[Collected data entries]
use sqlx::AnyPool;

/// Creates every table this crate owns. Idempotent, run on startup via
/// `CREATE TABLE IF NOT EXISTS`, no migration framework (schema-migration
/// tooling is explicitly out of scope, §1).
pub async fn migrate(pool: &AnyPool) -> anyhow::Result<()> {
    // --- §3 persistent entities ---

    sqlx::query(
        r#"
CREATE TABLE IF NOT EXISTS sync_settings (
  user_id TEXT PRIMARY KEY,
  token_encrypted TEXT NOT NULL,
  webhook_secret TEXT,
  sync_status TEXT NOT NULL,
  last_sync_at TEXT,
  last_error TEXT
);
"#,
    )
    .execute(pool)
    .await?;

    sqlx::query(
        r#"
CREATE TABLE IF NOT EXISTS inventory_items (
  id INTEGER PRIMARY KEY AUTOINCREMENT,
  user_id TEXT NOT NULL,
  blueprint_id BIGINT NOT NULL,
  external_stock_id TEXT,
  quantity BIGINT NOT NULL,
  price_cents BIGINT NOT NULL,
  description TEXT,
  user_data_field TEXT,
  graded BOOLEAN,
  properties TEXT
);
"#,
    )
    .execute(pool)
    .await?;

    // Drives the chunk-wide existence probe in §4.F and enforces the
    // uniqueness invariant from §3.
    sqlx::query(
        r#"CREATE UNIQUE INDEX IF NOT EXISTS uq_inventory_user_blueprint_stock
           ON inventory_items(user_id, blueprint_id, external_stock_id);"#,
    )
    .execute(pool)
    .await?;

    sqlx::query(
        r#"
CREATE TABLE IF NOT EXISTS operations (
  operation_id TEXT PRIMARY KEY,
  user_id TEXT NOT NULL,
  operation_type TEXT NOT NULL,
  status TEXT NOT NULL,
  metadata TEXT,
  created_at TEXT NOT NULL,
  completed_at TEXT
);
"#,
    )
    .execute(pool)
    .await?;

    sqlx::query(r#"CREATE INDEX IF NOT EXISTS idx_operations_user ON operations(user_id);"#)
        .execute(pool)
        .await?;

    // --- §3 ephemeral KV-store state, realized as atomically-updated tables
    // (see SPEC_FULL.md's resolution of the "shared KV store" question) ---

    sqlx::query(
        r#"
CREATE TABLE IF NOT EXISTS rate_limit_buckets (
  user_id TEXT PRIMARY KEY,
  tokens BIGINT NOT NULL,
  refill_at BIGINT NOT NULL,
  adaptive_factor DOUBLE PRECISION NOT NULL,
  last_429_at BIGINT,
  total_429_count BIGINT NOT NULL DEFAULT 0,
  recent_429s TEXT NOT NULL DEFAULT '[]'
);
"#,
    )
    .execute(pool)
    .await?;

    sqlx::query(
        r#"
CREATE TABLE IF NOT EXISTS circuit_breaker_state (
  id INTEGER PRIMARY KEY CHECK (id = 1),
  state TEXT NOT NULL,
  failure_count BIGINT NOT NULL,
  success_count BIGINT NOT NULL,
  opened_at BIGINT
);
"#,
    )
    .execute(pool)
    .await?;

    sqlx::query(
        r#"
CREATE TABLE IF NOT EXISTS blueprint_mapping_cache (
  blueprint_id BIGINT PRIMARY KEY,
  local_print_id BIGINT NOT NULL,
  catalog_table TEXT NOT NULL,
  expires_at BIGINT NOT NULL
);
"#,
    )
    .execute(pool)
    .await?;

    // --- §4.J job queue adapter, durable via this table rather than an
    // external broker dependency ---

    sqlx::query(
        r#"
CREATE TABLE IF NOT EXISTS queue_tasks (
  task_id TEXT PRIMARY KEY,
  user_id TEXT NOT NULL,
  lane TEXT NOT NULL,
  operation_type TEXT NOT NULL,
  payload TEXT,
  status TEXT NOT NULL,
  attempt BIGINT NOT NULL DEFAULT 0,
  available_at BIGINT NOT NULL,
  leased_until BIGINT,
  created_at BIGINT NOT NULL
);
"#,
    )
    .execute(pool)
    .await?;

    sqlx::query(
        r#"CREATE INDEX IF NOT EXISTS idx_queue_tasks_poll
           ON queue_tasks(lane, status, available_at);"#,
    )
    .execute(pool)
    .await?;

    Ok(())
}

---

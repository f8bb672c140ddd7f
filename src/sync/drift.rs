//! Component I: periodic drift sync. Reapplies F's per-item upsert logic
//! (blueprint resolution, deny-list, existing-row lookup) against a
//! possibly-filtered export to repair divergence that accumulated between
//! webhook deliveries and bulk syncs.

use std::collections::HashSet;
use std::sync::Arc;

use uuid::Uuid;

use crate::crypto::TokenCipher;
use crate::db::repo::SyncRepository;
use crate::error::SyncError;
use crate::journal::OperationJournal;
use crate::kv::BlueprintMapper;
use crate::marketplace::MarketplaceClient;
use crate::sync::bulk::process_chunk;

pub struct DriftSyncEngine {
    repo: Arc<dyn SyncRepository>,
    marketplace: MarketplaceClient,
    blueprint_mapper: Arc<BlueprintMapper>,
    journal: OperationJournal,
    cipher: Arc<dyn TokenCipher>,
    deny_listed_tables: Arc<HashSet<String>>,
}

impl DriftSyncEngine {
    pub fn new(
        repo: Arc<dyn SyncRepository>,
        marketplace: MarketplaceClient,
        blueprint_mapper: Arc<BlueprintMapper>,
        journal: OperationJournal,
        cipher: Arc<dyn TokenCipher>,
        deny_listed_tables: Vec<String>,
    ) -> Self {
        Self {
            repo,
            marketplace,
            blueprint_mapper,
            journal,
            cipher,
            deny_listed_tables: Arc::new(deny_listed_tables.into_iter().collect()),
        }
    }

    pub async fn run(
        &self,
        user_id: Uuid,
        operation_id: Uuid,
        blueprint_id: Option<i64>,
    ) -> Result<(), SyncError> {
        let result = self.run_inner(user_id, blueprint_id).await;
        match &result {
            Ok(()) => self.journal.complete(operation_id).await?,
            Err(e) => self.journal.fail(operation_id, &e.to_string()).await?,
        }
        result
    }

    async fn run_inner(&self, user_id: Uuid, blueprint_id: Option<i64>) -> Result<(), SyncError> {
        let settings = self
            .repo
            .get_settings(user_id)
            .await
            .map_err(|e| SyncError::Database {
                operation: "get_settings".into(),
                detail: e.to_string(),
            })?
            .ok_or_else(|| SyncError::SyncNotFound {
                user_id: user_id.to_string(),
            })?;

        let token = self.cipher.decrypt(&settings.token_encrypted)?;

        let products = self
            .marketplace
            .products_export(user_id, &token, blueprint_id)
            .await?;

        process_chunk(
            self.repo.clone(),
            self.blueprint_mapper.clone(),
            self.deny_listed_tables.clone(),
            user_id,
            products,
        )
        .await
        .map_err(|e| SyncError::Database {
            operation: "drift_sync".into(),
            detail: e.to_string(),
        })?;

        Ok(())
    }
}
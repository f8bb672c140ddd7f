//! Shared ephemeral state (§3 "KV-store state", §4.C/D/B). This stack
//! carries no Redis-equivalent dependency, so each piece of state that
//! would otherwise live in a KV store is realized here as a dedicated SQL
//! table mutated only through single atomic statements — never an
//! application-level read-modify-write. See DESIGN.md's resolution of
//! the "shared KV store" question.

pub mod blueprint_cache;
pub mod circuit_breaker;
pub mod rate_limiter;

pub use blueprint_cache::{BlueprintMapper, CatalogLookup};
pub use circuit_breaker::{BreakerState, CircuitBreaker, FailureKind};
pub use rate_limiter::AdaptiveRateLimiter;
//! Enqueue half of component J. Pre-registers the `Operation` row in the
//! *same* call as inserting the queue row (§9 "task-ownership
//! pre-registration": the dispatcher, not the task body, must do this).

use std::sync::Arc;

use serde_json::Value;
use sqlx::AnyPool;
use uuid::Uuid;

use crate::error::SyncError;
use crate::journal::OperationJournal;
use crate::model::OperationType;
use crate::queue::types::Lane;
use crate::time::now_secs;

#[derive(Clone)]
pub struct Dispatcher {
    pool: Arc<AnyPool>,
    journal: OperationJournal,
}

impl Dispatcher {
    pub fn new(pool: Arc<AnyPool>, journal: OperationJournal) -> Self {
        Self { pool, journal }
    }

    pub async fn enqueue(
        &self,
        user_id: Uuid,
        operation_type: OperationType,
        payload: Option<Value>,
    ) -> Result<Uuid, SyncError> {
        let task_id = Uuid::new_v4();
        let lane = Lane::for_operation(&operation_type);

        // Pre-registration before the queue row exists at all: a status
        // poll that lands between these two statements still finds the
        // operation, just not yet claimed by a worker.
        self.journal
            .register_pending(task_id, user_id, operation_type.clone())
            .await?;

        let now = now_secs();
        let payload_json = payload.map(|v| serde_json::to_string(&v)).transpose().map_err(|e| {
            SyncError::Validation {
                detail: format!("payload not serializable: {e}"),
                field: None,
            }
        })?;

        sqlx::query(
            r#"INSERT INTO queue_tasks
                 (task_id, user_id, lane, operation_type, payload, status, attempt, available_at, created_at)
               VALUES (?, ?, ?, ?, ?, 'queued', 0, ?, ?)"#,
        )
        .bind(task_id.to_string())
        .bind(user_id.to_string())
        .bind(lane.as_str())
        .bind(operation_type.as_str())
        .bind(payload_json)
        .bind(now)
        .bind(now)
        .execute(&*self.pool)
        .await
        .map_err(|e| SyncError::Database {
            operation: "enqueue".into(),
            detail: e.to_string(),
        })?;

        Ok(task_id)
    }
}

...

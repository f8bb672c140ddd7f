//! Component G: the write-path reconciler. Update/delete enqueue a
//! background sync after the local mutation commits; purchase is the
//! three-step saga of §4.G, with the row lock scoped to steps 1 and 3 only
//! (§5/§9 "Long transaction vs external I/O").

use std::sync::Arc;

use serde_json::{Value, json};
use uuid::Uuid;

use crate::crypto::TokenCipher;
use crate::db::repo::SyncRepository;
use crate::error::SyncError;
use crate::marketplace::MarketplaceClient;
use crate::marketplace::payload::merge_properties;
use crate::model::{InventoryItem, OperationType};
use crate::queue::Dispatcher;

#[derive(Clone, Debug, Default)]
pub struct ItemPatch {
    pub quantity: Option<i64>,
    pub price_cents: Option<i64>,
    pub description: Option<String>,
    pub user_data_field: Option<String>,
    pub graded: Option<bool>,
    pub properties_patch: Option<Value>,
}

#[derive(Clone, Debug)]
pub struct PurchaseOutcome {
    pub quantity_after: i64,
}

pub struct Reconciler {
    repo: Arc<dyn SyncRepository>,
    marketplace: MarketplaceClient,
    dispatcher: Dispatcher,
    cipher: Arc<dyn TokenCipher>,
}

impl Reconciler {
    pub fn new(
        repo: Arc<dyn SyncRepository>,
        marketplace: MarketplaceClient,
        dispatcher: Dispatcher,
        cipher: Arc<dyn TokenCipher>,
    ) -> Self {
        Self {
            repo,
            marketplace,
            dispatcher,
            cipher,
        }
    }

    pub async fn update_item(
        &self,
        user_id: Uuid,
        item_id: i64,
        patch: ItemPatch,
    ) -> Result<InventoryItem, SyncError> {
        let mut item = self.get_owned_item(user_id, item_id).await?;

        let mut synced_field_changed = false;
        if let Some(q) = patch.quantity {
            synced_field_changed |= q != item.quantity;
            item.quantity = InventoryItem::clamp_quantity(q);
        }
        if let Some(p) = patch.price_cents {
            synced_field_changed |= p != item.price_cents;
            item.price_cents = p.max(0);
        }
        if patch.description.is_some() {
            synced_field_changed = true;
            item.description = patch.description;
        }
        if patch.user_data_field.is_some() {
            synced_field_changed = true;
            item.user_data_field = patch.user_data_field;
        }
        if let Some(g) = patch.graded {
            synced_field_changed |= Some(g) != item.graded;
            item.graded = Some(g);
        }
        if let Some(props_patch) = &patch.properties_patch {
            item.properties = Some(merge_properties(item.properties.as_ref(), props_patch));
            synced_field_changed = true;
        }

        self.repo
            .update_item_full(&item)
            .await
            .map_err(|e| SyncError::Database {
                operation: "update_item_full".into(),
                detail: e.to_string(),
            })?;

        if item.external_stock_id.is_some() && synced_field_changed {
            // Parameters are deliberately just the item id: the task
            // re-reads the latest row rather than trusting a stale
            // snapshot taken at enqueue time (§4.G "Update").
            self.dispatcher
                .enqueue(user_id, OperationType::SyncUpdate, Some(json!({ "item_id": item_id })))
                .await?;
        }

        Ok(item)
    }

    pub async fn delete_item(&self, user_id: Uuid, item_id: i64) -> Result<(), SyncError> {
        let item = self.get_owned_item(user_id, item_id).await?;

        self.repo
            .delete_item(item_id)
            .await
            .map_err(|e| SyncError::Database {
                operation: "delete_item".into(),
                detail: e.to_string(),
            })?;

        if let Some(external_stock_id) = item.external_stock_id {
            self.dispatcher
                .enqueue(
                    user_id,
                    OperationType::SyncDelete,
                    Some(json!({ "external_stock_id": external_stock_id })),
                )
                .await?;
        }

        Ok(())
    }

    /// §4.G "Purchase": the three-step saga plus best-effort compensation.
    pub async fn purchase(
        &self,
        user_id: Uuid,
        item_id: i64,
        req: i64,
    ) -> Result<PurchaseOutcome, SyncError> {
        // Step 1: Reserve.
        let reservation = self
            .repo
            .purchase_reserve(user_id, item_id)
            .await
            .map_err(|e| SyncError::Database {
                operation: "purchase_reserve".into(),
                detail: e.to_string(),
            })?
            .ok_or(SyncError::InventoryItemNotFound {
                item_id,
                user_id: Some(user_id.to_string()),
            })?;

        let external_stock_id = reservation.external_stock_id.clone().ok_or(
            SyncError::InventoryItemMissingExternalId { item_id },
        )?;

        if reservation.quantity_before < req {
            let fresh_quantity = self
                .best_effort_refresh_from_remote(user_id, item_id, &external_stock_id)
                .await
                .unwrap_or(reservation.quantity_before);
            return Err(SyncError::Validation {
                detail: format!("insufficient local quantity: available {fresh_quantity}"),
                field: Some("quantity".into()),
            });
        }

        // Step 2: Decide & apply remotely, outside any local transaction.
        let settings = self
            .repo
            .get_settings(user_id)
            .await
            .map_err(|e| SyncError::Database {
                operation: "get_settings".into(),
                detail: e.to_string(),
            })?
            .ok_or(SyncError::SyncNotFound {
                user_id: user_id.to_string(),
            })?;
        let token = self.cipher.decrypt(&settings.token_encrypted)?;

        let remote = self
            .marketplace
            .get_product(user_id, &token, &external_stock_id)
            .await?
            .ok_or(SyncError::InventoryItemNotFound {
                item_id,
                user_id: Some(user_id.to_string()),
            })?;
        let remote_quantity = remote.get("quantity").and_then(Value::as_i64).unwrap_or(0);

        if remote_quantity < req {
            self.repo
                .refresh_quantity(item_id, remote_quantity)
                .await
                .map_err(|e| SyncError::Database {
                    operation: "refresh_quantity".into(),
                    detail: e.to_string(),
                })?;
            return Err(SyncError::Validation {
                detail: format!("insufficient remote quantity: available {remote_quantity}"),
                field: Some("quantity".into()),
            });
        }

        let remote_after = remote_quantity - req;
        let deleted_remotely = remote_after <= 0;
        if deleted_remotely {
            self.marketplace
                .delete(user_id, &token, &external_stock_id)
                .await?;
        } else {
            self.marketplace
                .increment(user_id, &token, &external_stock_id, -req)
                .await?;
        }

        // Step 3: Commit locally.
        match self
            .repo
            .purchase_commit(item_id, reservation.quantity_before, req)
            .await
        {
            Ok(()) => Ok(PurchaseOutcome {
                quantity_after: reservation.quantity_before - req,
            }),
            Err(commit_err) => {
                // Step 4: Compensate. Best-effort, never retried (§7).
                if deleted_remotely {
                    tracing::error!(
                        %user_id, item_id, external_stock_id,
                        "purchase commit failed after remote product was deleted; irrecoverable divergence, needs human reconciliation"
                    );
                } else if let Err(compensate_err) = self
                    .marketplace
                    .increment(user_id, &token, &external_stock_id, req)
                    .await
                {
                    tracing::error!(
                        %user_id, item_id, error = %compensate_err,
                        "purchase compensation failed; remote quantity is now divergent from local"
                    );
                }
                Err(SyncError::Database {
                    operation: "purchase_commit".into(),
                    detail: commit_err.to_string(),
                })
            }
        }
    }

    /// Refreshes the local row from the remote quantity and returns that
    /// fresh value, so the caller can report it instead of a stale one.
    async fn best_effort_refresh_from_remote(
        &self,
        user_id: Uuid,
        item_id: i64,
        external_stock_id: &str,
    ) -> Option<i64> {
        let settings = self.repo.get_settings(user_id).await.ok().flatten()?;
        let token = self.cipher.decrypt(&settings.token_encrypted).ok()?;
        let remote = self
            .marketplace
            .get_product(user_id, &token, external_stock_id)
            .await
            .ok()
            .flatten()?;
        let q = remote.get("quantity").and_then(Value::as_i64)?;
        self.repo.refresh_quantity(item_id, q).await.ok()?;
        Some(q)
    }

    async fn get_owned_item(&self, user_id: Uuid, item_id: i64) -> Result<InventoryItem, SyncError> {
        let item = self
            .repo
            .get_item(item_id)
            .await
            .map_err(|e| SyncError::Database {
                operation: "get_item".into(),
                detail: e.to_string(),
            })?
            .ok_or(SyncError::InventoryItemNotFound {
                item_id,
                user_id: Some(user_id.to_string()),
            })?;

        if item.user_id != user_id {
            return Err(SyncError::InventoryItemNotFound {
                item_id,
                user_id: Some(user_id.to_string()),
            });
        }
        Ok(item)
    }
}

§ WHAT THE TASK REQUIRES
Across the data, find each line that has "format" in it and copy that line.

§ SOLUTION
                detail: format!("payload not serializable: {e}"),
                detail: format!("insufficient local quantity: available {fresh_quantity}"),
                detail: format!("insufficient remote quantity: available {remote_quantity}"),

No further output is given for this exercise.